Which imaging system is better for diagnosing tooth cracks?

2016 10 04 13 57 40 48 Tooth Pulp Endodontic 400

When it comes to examining images of a tooth and identifying a crack, should you use periapical radiography or cone-beam CT (CBCT)? Also, who is better trained to identify these cracks on images, an endodontist or a radiologist?

Researchers from China noted that cracks in teeth present practitioners with a challenge in designing a treatment plan. Using both periapical radiography (PR) and CBCT, they investigated the best imaging method to identify these cracks while also comparing the performance of different practitioners (PLOS One, January 4, 2017).

"In clinical practice, it is a huge challenge for endodontists to know the depth of a crack in a cracked tooth," the authors wrote.

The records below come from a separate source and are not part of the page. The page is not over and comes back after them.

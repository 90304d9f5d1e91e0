//! Document I/O.
//!
//! Documents are plain `serde_json::Value` trees with object keys kept in
//! source order. This module loads them from files or stdin.

pub mod loader;

pub use loader::{load_document_file, load_document_from_stdin, parse_document, Format};
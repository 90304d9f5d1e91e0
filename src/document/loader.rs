//! Document loading functionality.
//!
//! This module provides functions to load documents from files or stdin and
//! turn them into `serde_json::Value` trees that the query engine can walk.
//! JSON, JSONL/NDJSON and YAML are understood, optionally gzip-compressed.

use anyhow::{Context, Result};
use serde_json::Value;
use std::fs;
use std::path::Path;

/// The text formats a document can be read from.
#[derive(Debug, Clone, Copy, PartialEq, Eq)]
pub enum Format {
    Json,
    /// One JSON value per line; the document is the array of lines.
    JsonLines,
    Yaml,
}

impl Format {
    /// Determines the format from a filename.
    ///
    /// A trailing `.gz` is ignored, so `data.jsonl.gz` is JSONL.
    /// Unknown extensions are treated as JSON.
    pub fn from_path<P: AsRef<Path>>(path: P) -> Self {
        let path_str = path.as_ref().to_string_lossy();
        let base = path_str.strip_suffix(".gz").unwrap_or(&path_str);

        if base.ends_with(".jsonl") || base.ends_with(".ndjson") {
            Format::JsonLines
        } else if base.ends_with(".yaml") || base.ends_with(".yml") {
            Format::Yaml
        } else {
            Format::Json
        }
    }
}

/// Loads and parses a document from the filesystem.
///
/// # Errors
///
/// This function will return an error if:
/// - The file cannot be read (missing, permissions, etc.)
/// - A `.gz` file is not valid gzip
/// - The contents are not valid for the detected format
///
/// # Examples
///
/// ```no_run
/// use slashpick::document::loader::load_document_file;
/// use slashpick::query::extract;
///
/// let doc = load_document_file("orders.json").unwrap();
/// let totals = extract(&doc, "orders/total");
/// ```
pub fn load_document_file<P: AsRef<Path>>(path: P) -> Result<Value> {
    let path_ref = path.as_ref();

    let is_gzipped = path_ref
        .extension()
        .and_then(|ext| ext.to_str())
        .map(|ext| ext == "gz")
        .unwrap_or(false);

    let content = if is_gzipped {
        read_gzipped_file(path_ref)?
    } else {
        fs::read_to_string(path_ref)
            .with_context(|| format!("Failed to read file {}", path_ref.display()))?
    };

    parse_document(&content, Format::from_path(path_ref))
}

/// Parses in-memory content in the given format.
pub fn parse_document(content: &str, format: Format) -> Result<Value> {
    match format {
        Format::Json => serde_json::from_str(content).context("Failed to parse JSON"),
        Format::JsonLines => parse_jsonl_content(content),
        Format::Yaml => serde_yaml::from_str(content).context("Failed to parse YAML"),
    }
}

/// Parses JSONL content (newline-delimited JSON) into an array of lines.
///
/// Each line must be a valid JSON value. Blank lines are skipped.
pub fn parse_jsonl_content(content: &str) -> Result<Value> {
    let mut lines = Vec::new();

    for (line_num, line) in content.lines().enumerate() {
        if line.trim().is_empty() {
            continue;
        }

        let value: Value = serde_json::from_str(line)
            .with_context(|| format!("Invalid JSON on line {}", line_num + 1))?;
        lines.push(value);
    }

    if lines.is_empty() {
        anyhow::bail!("No valid JSON found in JSONL content");
    }

    Ok(Value::Array(lines))
}

/// Loads and parses a document from standard input.
///
/// Gzip input is detected by its magic bytes. The content is tried as JSON,
/// then JSONL, then YAML.
///
/// ```no_run
/// use slashpick::document::loader::load_document_from_stdin;
///
/// // Usage: echo '{"key": "value"}' | slashpick key
/// let doc = load_document_from_stdin().unwrap();
/// ```
pub fn load_document_from_stdin() -> Result<Value> {
    use std::io::{self, Read};

    let mut buffer = Vec::new();
    io::stdin()
        .read_to_end(&mut buffer)
        .context("Failed to read from stdin")?;

    parse_document_bytes(buffer)
}

/// Detects compression and format of raw bytes and parses them.
pub fn parse_document_bytes(buffer: Vec<u8>) -> Result<Value> {
    // gzip magic (0x1f 0x8b)
    let content = if buffer.starts_with(&[0x1f, 0x8b]) {
        decompress_gzip_bytes(&buffer)?
    } else {
        String::from_utf8(buffer).context("Invalid UTF-8 in input")?
    };

    if let Ok(value) = parse_document(&content, Format::Json) {
        return Ok(value);
    }
    if let Ok(value) = parse_jsonl_content(&content) {
        return Ok(value);
    }

    parse_document(&content, Format::Yaml)
        .context("Input is neither valid JSON, JSONL nor YAML")
}

/// Reads and decompresses a gzipped file.
fn read_gzipped_file<P: AsRef<Path>>(path: P) -> Result<String> {
    use flate2::read::GzDecoder;
    use std::io::Read;

    let file = fs::File::open(path).context("Failed to open gzipped file")?;
    let mut decoder = GzDecoder::new(file);
    let mut content = String::new();
    decoder
        .read_to_string(&mut content)
        .context("Failed to decompress gzipped file - file may be corrupted")?;
    Ok(content)
}

/// Decompresses gzip-encoded bytes to a UTF-8 string.
fn decompress_gzip_bytes(bytes: &[u8]) -> Result<String> {
    use flate2::read::GzDecoder;
    use std::io::Read;

    let mut decoder = GzDecoder::new(bytes);
    let mut content = String::new();
    decoder
        .read_to_string(&mut content)
        .context("Failed to decompress gzipped input")?;
    Ok(content)
}
use super::ast::{PathSet, Segment, SlashPath};
use super::parser::Parser;
use super::truthiness::Truthiness;
use serde_json::Value;

/// Where a traversal currently stands in the document.
///
/// `List` holds the elements produced by distributing over an array. The
/// elements borrow from the document; only the list itself is new.
#[derive(Debug, Clone, PartialEq)]
pub enum Position<'a> {
    Node(&'a Value),
    List(Vec<&'a Value>),
}

impl<'a> Position<'a> {
    fn is_null(&self) -> bool {
        matches!(self, Position::Node(Value::Null))
    }

    /// Returns the elements at this position if it is array-shaped,
    /// otherwise hands the position back.
    fn elements(self) -> Result<Vec<&'a Value>, Self> {
        match self {
            Position::Node(Value::Array(items)) => Ok(items.iter().collect()),
            Position::List(items) => Ok(items),
            other => Err(other),
        }
    }

    /// Copies the position out as an owned value.
    pub fn to_value(&self) -> Value {
        match self {
            Position::Node(node) => (*node).clone(),
            Position::List(items) => Value::Array(items.iter().map(|v| (*v).clone()).collect()),
        }
    }
}

/// The values found for a path set.
///
/// A single hit is reported bare; two or more keep their path order.
/// Finding nothing at all is `None` at the call site, never an empty `Many`.
#[derive(Debug, Clone, PartialEq)]
pub enum Extraction {
    Single(Value),
    Many(Vec<Value>),
}

impl Extraction {
    /// Collapses the extraction into a plain JSON value.
    pub fn into_value(self) -> Value {
        match self {
            Extraction::Single(value) => value,
            Extraction::Many(values) => Value::Array(values),
        }
    }

    pub fn len(&self) -> usize {
        match self {
            Extraction::Single(_) => 1,
            Extraction::Many(values) => values.len(),
        }
    }

    pub fn is_empty(&self) -> bool {
        self.len() == 0
    }
}

/// Looks `key` up on a single value.
///
/// Objects resolve by field name and arrays by canonical decimal index.
/// Scalars and `null` have no fields.
fn lookup<'a>(value: &'a Value, key: &str) -> Option<&'a Value> {
    match value {
        Value::Object(map) => map.get(key),
        Value::Array(items) => key
            .parse::<usize>()
            .ok()
            .filter(|idx| idx.to_string() == key)
            .and_then(|idx| items.get(idx)),
        _ => None,
    }
}

pub struct Evaluator<'a> {
    root: &'a Value,
    truthiness: Truthiness,
}

impl<'a> Evaluator<'a> {
    pub fn new(root: &'a Value) -> Self {
        Evaluator::with_truthiness(root, Truthiness::default())
    }

    pub fn with_truthiness(root: &'a Value, truthiness: Truthiness) -> Self {
        Evaluator { root, truthiness }
    }

    pub fn truthiness(&self) -> Truthiness {
        self.truthiness
    }

    /// Evaluates a path set and applies the unwrap rule.
    ///
    /// Paths that are empty or reach nothing are skipped. Zero hits give
    /// `None`, one hit gives `Extraction::Single`, more give
    /// `Extraction::Many` in the order the paths were supplied.
    pub fn extract(&self, paths: impl Into<PathSet>) -> Option<Extraction> {
        let paths = paths.into();
        let mut results: Vec<Value> = paths
            .iter()
            .filter_map(Parser::parse)
            .filter_map(|path| self.extract_path(&path))
            .collect();

        match results.len() {
            0 => None,
            1 => results.pop().map(Extraction::Single),
            _ => Some(Extraction::Many(results)),
        }
    }

    /// Evaluates one parsed path.
    ///
    /// When the prefix lands on an array the accessor is read from every
    /// element and empty results are dropped, without flattening. The result
    /// is then an array even if it ends up empty.
    pub fn extract_path(&self, path: &SlashPath) -> Option<Value> {
        let position = self.traverse(&path.prefix)?;
        if position.is_null() {
            return None;
        }

        match position.elements() {
            Ok(items) => Some(Value::Array(
                items
                    .into_iter()
                    .filter_map(|item| lookup(item, &path.accessor))
                    .filter(|found| self.truthiness.keeps(found))
                    .cloned()
                    .collect(),
            )),
            Err(Position::Node(node)) => lookup(node, &path.accessor).cloned(),
            Err(Position::List(_)) => None,
        }
    }

    /// Follows the traversal prefix from the root.
    ///
    /// Returns `None` when the walk falls off the document. A `null` reached
    /// along the way stops the walk and is returned as-is.
    pub fn traverse(&self, prefix: &[Segment]) -> Option<Position<'a>> {
        let mut current = Position::Node(self.root);

        for segment in prefix {
            if current.is_null() {
                return Some(current);
            }

            current = match segment {
                Segment::Wildcard => match current.elements() {
                    Ok(items) => Position::List(self.keep_and_flatten(items.into_iter())),
                    Err(_) => return None,
                },
                Segment::Key(key) => match current.elements() {
                    Ok(items) => Position::List(
                        self.keep_and_flatten(items.into_iter().filter_map(|item| lookup(item, key))),
                    ),
                    Err(Position::Node(node)) => Position::Node(lookup(node, key)?),
                    Err(Position::List(_)) => return None,
                },
            };
        }

        Some(current)
    }

    /// Drops empty values and splices array values in one level deep.
    fn keep_and_flatten(&self, found: impl Iterator<Item = &'a Value>) -> Vec<&'a Value> {
        let mut flattened = Vec::new();
        for value in found.filter(|v| self.truthiness.keeps(v)) {
            match value {
                Value::Array(inner) => flattened.extend(inner.iter()),
                other => flattened.push(other),
            }
        }
        flattened
    }
}

/// Extracts values from `document` with the default truthiness.
pub fn extract(document: &Value, paths: impl Into<PathSet>) -> Option<Extraction> {
    Evaluator::new(document).extract(paths)
}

The study was led by Shuang Wang of the department of endodontics at the school of stomatology at Tianjin Medical University.

Sensitivity of diagnosis

“In clinical practice, it is a huge challenge for endodontists to know the depth of a crack in a cracked tooth.”

Early enamel cracks have no obvious symptoms and may not be visible on examination. Yet they can lead to patients coming to your office because of pulpitis, periapical periodontitis, or even root fracture. As creating an appropriate treatment plan and assessing the long-term prognosis for these teeth can be difficult, there's a need to understand the best way to diagnose this condition.

The authors wanted to compare the use of periapical radiography versus CBCT for determining the extent of the crack using an artificial simulation model, in addition to determining whether an endodontist, radiologist, or endodontal graduate student was better able to diagnose these cracks.

Artificial cracks of different extents were created in 44 teeth. The teeth had images taken with both radiography (Dentsply Sirona) and CBCT (Kavo 3D exam, Kavo). The authors used a microcomputed tomography (micro-CT) system (SkyScan 1174 v2, Bruker [formerly SkyScan]) to measure and record the crack depth. The presence or absence of cracks with radiography and CBCT were recorded.

The authors reported statistically significant differences in sensitivity among the three different observers, as shown in the table below.

Sensitivity of CBCT vs. radiography for teeth cracks
  CBCT Radiography
Graduate student 77.27% 22.73%
Endodontist 81.81% 8.19%
Radiologist 88.64% 11.36%

They also concluded that the results of CBCT and periapical radiography were not consistent in diagnosing cracks by the graduate student, endodontist, and radiologist. The radiologist was able to discern cracks in teeth using CBCT at a lower minimum depth, as shown below. However, using periapical radiography, there was little difference between practitioners. The authors reported that, on the principle that early diagnosis is better, it would be better that radiologists diagnose cracked teeth with CBCT.

Minimum depth at which cracks were detected
  CBCT Radiography
Graduate student 3.20 mm 6.12 mm
Endodontist 2.06 mm 6.94 mm
Radiologist 1.24 mm 6.94 mm

Based on the higher sensitivity numbers, the authors concluded that CBCT is superior to periapical radiography for teeth cracks. Also, it's better for a radiologist to diagnose a cracked tooth, they wrote.

CBCT more accurate

Another recently published study reported that CBCT scanners were more accurate in diagnosing external cervical resorption lesions than periapical radiography, and that there can be differences between operators when using CBCT versus radiography (Journal of Endodontics, January 2017, Vol. 43:1, pp. 121-125). A 2016 study in the Journal of International Society of Preventive and Community Dentistry (August 2016, Vol. 6:Suppl 2, pp. S93-S104) reported overwhelming evidence that CBCT is a preferred method for detecting vertical root fractures, compared with radiography.

The authors of the current study listed three limitations to their research, including that it was done with simulation models of cracked teeth. They also noted there were no alveolar bones, periodontal membranes, dental pulp tissue, or adjacent teeth to be taken into account, which can influence readings. In addition, the sample size was relatively small and lacked validation with clinical data.

"Within the limitations of this study, on an artificial simulation model of cracked teeth for early diagnosis, we recommend that it would be better for a cracked tooth to be diagnosed by a radiologist with CBCT than PR," the authors concluded.